226# Salón Centurión

Cuando me acompañaron hasta la sala de espera y pecharon la puerta me temí lo peor. En ese momento me maldije por haber aceptado aquel trabajo. Por muy suculentos que fueran los beneficios, había altas probabilidades de que no pasara el control de aduanas del aeropuerto.

Agarré el teléfono móvil y miré la pantalla.

Malo será —maldije al ver que no tenía cobertura.

Caminé por la sala con el teléfono en alto, esperando captar un poco de señal. Para mi sorpresa, la puerta se volvió a abrir y el guardia que me había encerrado allí entró custodiando a un joven matrimonio.

—Oiga —hablé—. Quiero realizar una llamada. Aquí dentro no hay cobertura.

El guardia me miró con recelo y negó con la cabeza:

—Déjate de pendejadas. Pronto vendrán por ti y tendrás tiempo de hablar…

Contemplé inmóvil cómo el hombre se marchaba y pechaba de nuevo la puerta. Me volví hacia la pareja y me aclaré la garganta.

—¿Lo lleváis encima, Dimitry? —pregunté volviendo a mirar el teléfono.

Clarro —contestó con un fuerte acento ruso—. Masha ha conseguido burlar sus escánerres.

—¿Lo querer de recuerdo, Marriano? —habló la mujer sacando el diminuto inhibidor de frecuencias de entre sus pechos.

Alargué la mano y lo cogí con lascivia. Me giré y, sin que me vieran, me lo llevé a la nariz para embriagarme con su olor.

Me acerqué a la ventana y comprobé cómo unos trabajadores descargaban las maletas del avión en el que habíamos llegado. Saqué una Glock 16 que ocultaba en mis calcetines y me acerqué a Dimitry.

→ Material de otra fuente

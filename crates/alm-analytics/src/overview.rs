//! Balance sheet overview.

use alm_core::{BalanceSheetInstrument, Side};
use rust_decimal::Decimal;
use serde::{Deserialize, Serialize};

/// A product's balance and share of its side.
#[derive(Debug, Clone, PartialEq, Serialize, Deserialize)]
pub struct ProductBalance {
    /// Product name.
    pub product: String,
    /// Balance-sheet side.
    pub side: Side,
    /// Balance.
    pub amount: Decimal,
    /// Share of the side's total, in percent.
    pub share_of_side_pct: Decimal,
}

/// Totals and composition of a balance sheet.
#[derive(Debug, Clone, Default, PartialEq, Serialize, Deserialize)]
pub struct BalanceSheetOverview {
    /// Sum over assets.
    pub total_assets: Decimal,
    /// Sum over liabilities.
    pub total_liabilities: Decimal,
    /// `total_assets - total_liabilities`.
    pub equity: Decimal,
    /// Products sorted by descending balance.
    pub products: Vec<ProductBalance>,
}

impl BalanceSheetOverview {
    /// Products on one side, largest first.
    #[must_use]
    pub fn side(&self, side: Side) -> Vec<&ProductBalance> {
        self.products.iter().filter(|p| p.side == side).collect()
    }

    /// Equity as a percentage of assets, if assets are non-zero.
    #[must_use]
    pub fn equity_ratio_pct(&self) -> Option<Decimal> {
        (!self.total_assets.is_zero())
            .then(|| self.equity / self.total_assets * Decimal::ONE_HUNDRED)
    }
}

/// Summarizes a balance sheet.
///
/// Balances of rows with the same product and side are combined. Ties in
/// balance keep first-seen order.
#[must_use]
pub fn balance_sheet_overview(instruments: &[BalanceSheetInstrument]) -> BalanceSheetOverview {
    let mut combined: Vec<(String, Side, Decimal)> = Vec::new();
    let (mut total_assets, mut total_liabilities) = (Decimal::ZERO, Decimal::ZERO);

    for inst in instruments {
        match inst.side {
            Side::Asset => total_assets += inst.amount,
            Side::Liability => total_liabilities += inst.amount,
        }
        match combined
            .iter_mut()
            .find(|(p, s, _)| *p == inst.product && *s == inst.side)
        {
            Some(entry) => entry.2 += inst.amount,
            None => combined.push((inst.product.clone(), inst.side, inst.amount)),
        }
    }

    let share = |side: Side, amount: Decimal| {
        let total = match side {
            Side::Asset => total_assets,
            Side::Liability => total_liabilities,
        };
        if total.is_zero() {
            Decimal::ZERO
        } else {
            (amount / total * Decimal::ONE_HUNDRED).round_dp(4)
        }
    };

    let mut products: Vec<ProductBalance> = combined
        .into_iter()
        .map(|(product, side, amount)| ProductBalance {
            share_of_side_pct: share(side, amount),
            product,
            side,
            amount,
        })
        .collect();
    products.sort_by(|a, b| b.amount.cmp(&a.amount));

    BalanceSheetOverview {
        total_assets,
        total_liabilities,
        equity: total_assets - total_liabilities,
        products,
    }
}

—Toma —le dije entregándole el arma—. Apunta bien.

Dimitry la amartilló y se colocó junto a la puerta. Contemplé cómo Masha se desgarraba parte de la camisa y se abofeteaba en la mejilla mientras me miraba con una sonrisa malvada.

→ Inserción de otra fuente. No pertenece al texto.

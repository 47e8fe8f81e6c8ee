//! Error types for ALM analytics.
//!
//! This module defines the error taxonomy shared by every ALM crate.

use thiserror::Error;

/// Result type for ALM operations.
pub type AlmResult<T> = Result<T, AlmError>;

/// Errors that can occur during ALM analytics.
#[derive(Error, Debug, Clone, PartialEq)]
pub enum AlmError {
    /// Structurally invalid input (zero denominators, negative maturities,
    /// malformed curves, unmatched sensitivity keys under the strict policy).
    #[error("Invalid input: {reason}")]
    InvalidInput {
        /// The reason the input is invalid.
        reason: String,
    },

    /// A scenario set was supplied without the baseline scenario.
    #[error("Missing baseline scenario '{name}'")]
    MissingBaseline {
        /// The expected baseline scenario name.
        name: String,
    },

    /// Tabular input is missing a required column or cell.
    #[error("Schema error in column '{column}': {reason}")]
    Schema {
        /// The offending column.
        column: String,
        /// What was wrong with it.
        reason: String,
    },

    /// Configuration could not be parsed.
    #[error("Configuration error: {0}")]
    Config(String),
}

impl AlmError {
    /// Create an invalid input error.
    #[must_use]
    pub fn invalid_input(reason: impl Into<String>) -> Self {
        Self::InvalidInput {
            reason: reason.into(),
        }
    }

    /// Create a missing baseline error.
    #[must_use]
    pub fn missing_baseline(name: impl Into<String>) -> Self {
        Self::MissingBaseline { name: name.into() }
    }

    /// Create a schema error.
    #[must_use]
    pub fn schema(column: impl Into<String>, reason: impl Into<String>) -> Self {
        Self::Schema {
            column: column.into(),
            reason: reason.into(),
        }
    }

    /// Create a missing required column error.
    #[must_use]
    pub fn missing_column(column: impl Into<String>) -> Self {
        Self::schema(column, "required column is missing")
    }

    /// Returns true if the error belongs to the ingestion boundary.
    #[must_use]
    pub fn is_schema(&self) -> bool {
        matches!(self, Self::Schema { .. })
    }
}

—¡Socorro! —comenzó a gritar ella golpeando con frenesí la puerta—. ¡Auxilio!

Segundos después, la puerta se abrió y entró un guardia, alarmado. Dimitry, oculto tras la puerta, lo noqueó golpeándole por la espalda. Cuando el hombre cayó, Masha le arrebató el arma y comprobó el cargador.

—Que comience la fase dos —dije desconectando el inhibidor de frecuencias.

Las sirenas comenzaron a sonar por todo el aeropuerto y el pánico se apoderó del lugar. Los tres salimos de aquella sala y corrimos dirección al Salón Centurión. Saqué el teléfono móvil y sonreí al comprobar que ya tenía cobertura.

Marqué el código secreto. El fuerte estruendo y el temblor hicieron que Masha y Dimitry me miraran sonrientes. La explosión de nuestra maleta bomba centraría la atención de seguridad en la otra punta del aeropuerto. Nuestro objetivo carecería de protección cuando llegáramos ante él. La última fase había comenzado.